Both children have been spending time every summer and one week per winter out in Jackson since they were toddlers. They learned and continue to appreciate and respect the wide and varied, rugged landscapes out here, as well as the power and beauty of the Snake River that winds it's way through the Teton Valley. With their Jackson-based aunt and uncle as their first guides - and now their camp counselors - they have trekked through sage brush and shale up and around many a peak. They've stood on the tops of mountains at elevations that astound. It's all a far cry from Connecticut in many ways and that's what makes it special and unique. And Teton Valley Ranch serves to keep them grounded, if only for those 30-days and a few more 24-hours beyond the final campfire of the session.

When my sister-in-law first told us of the camp during the summer of Janet's fourth grade summer, we felt it would be a terrific way to get her away from her "safe" cocoon of New Canaan and get her unplugged from all things electronic for a month. She would meet and bunk with girls from all over the country, spend an inordinate amount of time outside, active and hopefully eager, all with the Grand Teton as a backdrop.

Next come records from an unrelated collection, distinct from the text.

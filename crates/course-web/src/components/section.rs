use leptos::prelude::*;

/// Section wrapper with a linkable heading.
#[component]
pub fn Section(#[prop(into)] id: String, #[prop(into)] title: String, children: Children) -> impl IntoView {
    let anchor_href = format!("#{}", id);

    view! {
        <section id=id class="mb-10">
            <h2 class="font-bold uppercase tracking-wide border-b border-dashed border-[var(--rule)] pb-1 mb-3">
                {title}
                <a href=anchor_href class="section-anchor ml-2">"\u{00A7}"</a>
            </h2>
            {children()}
        </section>
    }
}
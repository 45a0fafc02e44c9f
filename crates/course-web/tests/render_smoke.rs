//! Smoke test: server-render the markup the copy binder relies on.

#[cfg(feature = "ssr")]
mod ssr {
    use course_web::components::CodeBlock;
    use course_web::content;
    use course_web::copy_code::CODE_BLOCK_SELECTOR;
    use course_web::pages::HomePage;
    use leptos::prelude::*;

    #[test]
    fn code_block_carries_the_bound_class() {
        let html = view! {
            <CodeBlock name="hello.sh" language="shell" source="echo hi" />
        }
        .to_html();

        // The rendered class must be the one the binder queries for.
        let class = CODE_BLOCK_SELECTOR
            .strip_prefix("pre.")
            .expect("selector should target pre blocks by class");
        assert!(html.contains(class), "missing {} in: {}", class, html);
        assert!(html.contains("echo hi"), "payload text missing: {}", html);
        assert!(html.contains("Click to copy"), "hint missing: {}", html);
    }

    #[test]
    fn listings_render_verbatim() {
        for session in &content::course().sessions {
            for listing in &session.listings {
                let html = view! {
                    <CodeBlock
                        name=listing.name.clone()
                        language=listing.language.clone()
                        source=listing.source.clone()
                    />
                }
                .to_html();

                // Lines with markup-significant characters get escaped by the
                // renderer; checking the plain lines is enough to catch any
                // trimming or reflow of the payload.
                for line in listing
                    .source
                    .lines()
                    .filter(|l| !l.is_empty() && !l.contains(['<', '>', '&', '"', '\'']))
                {
                    assert!(
                        html.contains(line),
                        "listing {} lost line {:?}",
                        listing.name,
                        line
                    );
                }
            }
        }
    }

    #[test]
    fn home_page_lists_every_session() {
        let html = view! { <HomePage /> }.to_html();

        for session in &content::course().sessions {
            assert!(
                html.contains(&session.title),
                "session {} missing from home page",
                session.slug
            );
            assert!(
                html.contains(&format!("/session/{}", session.slug)),
                "link to {} missing from home page",
                session.slug
            );
        }
    }
}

Since her fifth grade summer, Janet has had one month a year where the most amazing things happen. All of the other 11 months, she is a shower-a-day girl, practically panicking if it looks as though that can't happen. Her clothes must match and be oh-so-specifically purchased at the "right" store, and feminine and pretty and clean. And the hair, oh the hair! Brushed and flattened or curled and blow-dried and styled just so. The eye make-up application is an art even her 50-year-old mother hasn't managed to master. But from the middle of July through the middle of August, she is going three to four to five days without a shower when her group goes on back-packing trips and/or pack trips into the mountains with the horses. Through the wonders of e-camp I can see her wearing mismatched socks, mismatched rain gear, baseball and knit caps pulled jauntily over her pleated hair. Her knees are sometimes cut-up, her western riding wear is dusty and worn-in and decidedly not East Coast trendy. And in every photo she is wearing the biggest smile I have ever seen and she has never looked more gorgeous. On the day of the final rodeo, my pampered pet is roping like a champ, giddyapping around the ring like the cowgirl she has temporarily become and doing the "boot dance" like a pro.

For one month a year, she - and now Jack - prove that they can easily exist without cell phones, television, I-pods, and computers. I should only be so lucky the rest of the year.

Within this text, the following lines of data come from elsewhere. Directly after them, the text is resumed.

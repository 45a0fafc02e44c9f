use leptos::prelude::*;
use leptos_meta::Title;
use leptos_router::hooks::use_params_map;

use crate::components::{CodeBlock, Section};
use crate::config::CONFIG;
use crate::content::{self, Session};

#[component]
pub fn SessionPage() -> impl IntoView {
    let params = use_params_map();
    let slug = move || params.read().get("slug").unwrap_or_default();

    view! {
        {move || match content::course().session(&slug()) {
            Some(session) => view! { <SessionContent session=session /> }.into_any(),
            None => view! { <SessionNotFound /> }.into_any(),
        }}
    }
}

#[component]
fn SessionContent(session: &'static Session) -> impl IntoView {
    let title = format!("{} - {}", session.title, CONFIG.name);

    let listings = session
        .listings
        .iter()
        .map(|listing| {
            view! {
                <CodeBlock
                    name=listing.name.clone()
                    language=listing.language.clone()
                    source=listing.source.clone()
                />
            }
        })
        .collect_view();

    view! {
        <Title text=title />
        <main class="max-w-[80ch] mx-auto px-4 py-4 md:py-8">
            <header class="mb-8 text-center">
                <h1 class="text-xl font-bold mb-2">{session.title.clone()}</h1>
                <div class="mt-2">
                    <a href="/" class="text-sm">"\u{2190} back to home"</a>
                </div>
            </header>

            {session.intro.clone().map(|intro| {
                view! { <p class="mb-6 text-[var(--ink-light)]">{intro}</p> }
            })}

            <Section id="listings" title="Listings">{listings}</Section>
        </main>
    }
}

#[component]
fn SessionNotFound() -> impl IntoView {
    view! {
        <main class="max-w-[80ch] mx-auto px-4 py-8 text-center">
            <h1 class="text-xl font-bold mb-2">"Session not found"</h1>
            <a href="/">"\u{2190} back to home"</a>
        </main>
    }
}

And for one month a year I get to be a mountain mama, doing a lot of what the kids are doing but without cool counselors and in a more cautious manner; ah, youth!
I love the peace and serenity I find at this altitude and the sound of the fluttering aspen leaves and swaying pines is as calming as waves on the seashore. The vastness of the Wyoming sky is a marvel.

At the final campfire of the camp season, I feel as wistful as the campers, and the melancholy is palpable. There is one camp song in particular that never fails to choke me up as we take one final look around at the hills and mountain ranges and the dry, western heat sinks away into cool nip. The first lyrics haunt me and comfort me all at once, and I find that every July they spring immediately to my ears as we set our sights Westward.

"Yellowstone winds, oh they're calling me back again. 'Come here to me my friend,' they whisper to my soul..."

I love that my mountain kids' souls are also being nourished by those winds. And that in addition to New Canaan, they can call Teton Valley "home."